PROBLEM TO WORK ON:
Word for word, return every record that follows.

---------- RECORDED INFORMATION ----------

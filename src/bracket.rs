use std::collections::{HashMap, HashSet};
use std::fmt;
use std::str::FromStr;

use serde::{Deserialize, Serialize};

use crate::error::{BracketError, BracketResult};

pub const GROUP_LETTERS: [char; 12] = ['A', 'B', 'C', 'D', 'E', 'F', 'G', 'H', 'I', 'J', 'K', 'L'];
pub const THIRD_PLACE_SLOTS: u8 = 8;

/// Knockout stages, ordered from the first knockout round to the final.
/// `ThirdPlace` never feeds another fixture.
#[derive(Debug, Clone, Copy, PartialEq, Eq, PartialOrd, Ord, Hash, Serialize, Deserialize)]
#[serde(rename_all = "snake_case")]
pub enum Stage {
    Round32,
    Round16,
    Quarter,
    Semi,
    ThirdPlace,
    Final,
}

impl Stage {
    pub const ALL: [Stage; 6] = [
        Stage::Round32,
        Stage::Round16,
        Stage::Quarter,
        Stage::Semi,
        Stage::ThirdPlace,
        Stage::Final,
    ];

    pub fn label(self) -> &'static str {
        match self {
            Stage::Round32 => "Round of 32",
            Stage::Round16 => "Round of 16",
            Stage::Quarter => "Quarter-final",
            Stage::Semi => "Semi-final",
            Stage::ThirdPlace => "Third place",
            Stage::Final => "Final",
        }
    }

    pub fn is_leaf(self) -> bool {
        self == Stage::Round32
    }

    pub fn advances(self) -> bool {
        self != Stage::ThirdPlace
    }
}

/// Fixture number, e.g. `M73`.
#[derive(Debug, Clone, Copy, PartialEq, Eq, PartialOrd, Ord, Hash, Serialize, Deserialize)]
#[serde(transparent)]
pub struct NodeId(pub u16);

impl fmt::Display for NodeId {
    fn fmt(&self, f: &mut fmt::Formatter<'_>) -> fmt::Result {
        write!(f, "M{}", self.0)
    }
}

impl FromStr for NodeId {
    type Err = BracketError;

    fn from_str(raw: &str) -> Result<Self, Self::Err> {
        let trimmed = raw.trim();
        let digits = trimmed
            .strip_prefix('M')
            .or_else(|| trimmed.strip_prefix('m'))
            .unwrap_or(trimmed);
        digits
            .parse::<u16>()
            .map(NodeId)
            .map_err(|_| BracketError::invalid(format!("not a fixture id: {raw:?}")))
    }
}

/// One of the two contestant positions of a fixture.
#[derive(Debug, Clone, Copy, PartialEq, Eq, Hash, Serialize, Deserialize)]
pub enum Slot {
    One,
    Two,
}

impl Slot {
    pub const BOTH: [Slot; 2] = [Slot::One, Slot::Two];

    pub fn from_index(index: u8) -> BracketResult<Self> {
        match index {
            1 => Ok(Slot::One),
            2 => Ok(Slot::Two),
            other => Err(BracketError::invalid(format!(
                "slot selector must be 1 or 2, got {other}"
            ))),
        }
    }

    pub fn index(self) -> u8 {
        match self {
            Slot::One => 1,
            Slot::Two => 2,
        }
    }

    pub fn other(self) -> Self {
        match self {
            Slot::One => Slot::Two,
            Slot::Two => Slot::One,
        }
    }
}

/// Rule deciding who occupies a slot. Parsed once from the short derivation
/// strings used in fixture definitions (`1A`, `3rd_team_4`, `Winner_M73`,
/// `Loser_M101`).
#[derive(Debug, Clone, Copy, PartialEq, Eq, Hash)]
pub enum DerivationSource {
    GroupPosition { group: char, position: u8 },
    ThirdPlaceSlot(u8),
    WinnerOf(NodeId),
    LoserOf(NodeId),
}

----------

ANSWER BELOW:
filename src/bracket.rs
use std::collections::{HashMap, HashSet};
use std::fmt;
use std::str::FromStr;

use serde::{Deserialize, Serialize};

use crate::error::{BracketError, BracketResult};

pub const GROUP_LETTERS: [char; 12] = ['A', 'B', 'C', 'D', 'E', 'F', 'G', 'H', 'I', 'J', 'K', 'L'];
pub const THIRD_PLACE_SLOTS: u8 = 8;

/// Knockout stages, ordered from the first knockout round to the final.
/// `ThirdPlace` never feeds another fixture.
#[derive(Debug, Clone, Copy, PartialEq, Eq, PartialOrd, Ord, Hash, Serialize, Deserialize)]
#[serde(rename_all = "snake_case")]
pub enum Stage {
    Round32,
    Round16,
    Quarter,
    Semi,
    ThirdPlace,
    Final,
}

impl Stage {
    pub const ALL: [Stage; 6] = [
        Stage::Round32,
        Stage::Round16,
        Stage::Quarter,
        Stage::Semi,
        Stage::ThirdPlace,
        Stage::Final,
    ];

    pub fn label(self) -> &'static str {
        match self {
            Stage::Round32 => "Round of 32",
            Stage::Round16 => "Round of 16",
            Stage::Quarter => "Quarter-final",
            Stage::Semi => "Semi-final",
            Stage::ThirdPlace => "Third place",
            Stage::Final => "Final",
        }
    }

    pub fn is_leaf(self) -> bool {
        self == Stage::Round32
    }

    pub fn advances(self) -> bool {
        self != Stage::ThirdPlace
    }
}

/// Fixture number, e.g. `M73`.
#[derive(Debug, Clone, Copy, PartialEq, Eq, PartialOrd, Ord, Hash, Serialize, Deserialize)]
#[serde(transparent)]
pub struct NodeId(pub u16);

impl fmt::Display for NodeId {
    fn fmt(&self, f: &mut fmt::Formatter<'_>) -> fmt::Result {
        write!(f, "M{}", self.0)
    }
}

impl FromStr for NodeId {
    type Err = BracketError;

    fn from_str(raw: &str) -> Result<Self, Self::Err> {
        let trimmed = raw.trim();
        let digits = trimmed
            .strip_prefix('M')
            .or_else(|| trimmed.strip_prefix('m'))
            .unwrap_or(trimmed);
        digits
            .parse::<u16>()
            .map(NodeId)
            .map_err(|_| BracketError::invalid(format!("not a fixture id: {raw:?}")))
    }
}

/// One of the two contestant positions of a fixture.
#[derive(Debug, Clone, Copy, PartialEq, Eq, Hash, Serialize, Deserialize)]
pub enum Slot {
    One,
    Two,
}

impl Slot {
    pub const BOTH: [Slot; 2] = [Slot::One, Slot::Two];

    pub fn from_index(index: u8) -> BracketResult<Self> {
        match index {
            1 => Ok(Slot::One),
            2 => Ok(Slot::Two),
            other => Err(BracketError::invalid(format!(
                "slot selector must be 1 or 2, got {other}"
            ))),
        }
    }

    pub fn index(self) -> u8 {
        match self {
            Slot::One => 1,
            Slot::Two => 2,
        }
    }

    pub fn other(self) -> Self {
        match self {
            Slot::One => Slot::Two,
            Slot::Two => Slot::One,
        }
    }
}

/// Rule deciding who occupies a slot. Parsed once from the short derivation
/// strings used in fixture definitions (`1A`, `3rd_team_4`, `Winner_M73`,
/// `Loser_M101`).
#[derive(Debug, Clone, Copy, PartialEq, Eq, Hash)]
pub enum DerivationSource {
    GroupPosition { group: char, position: u8 },
    ThirdPlaceSlot(u8),
    WinnerOf(NodeId),
    LoserOf(NodeId),
}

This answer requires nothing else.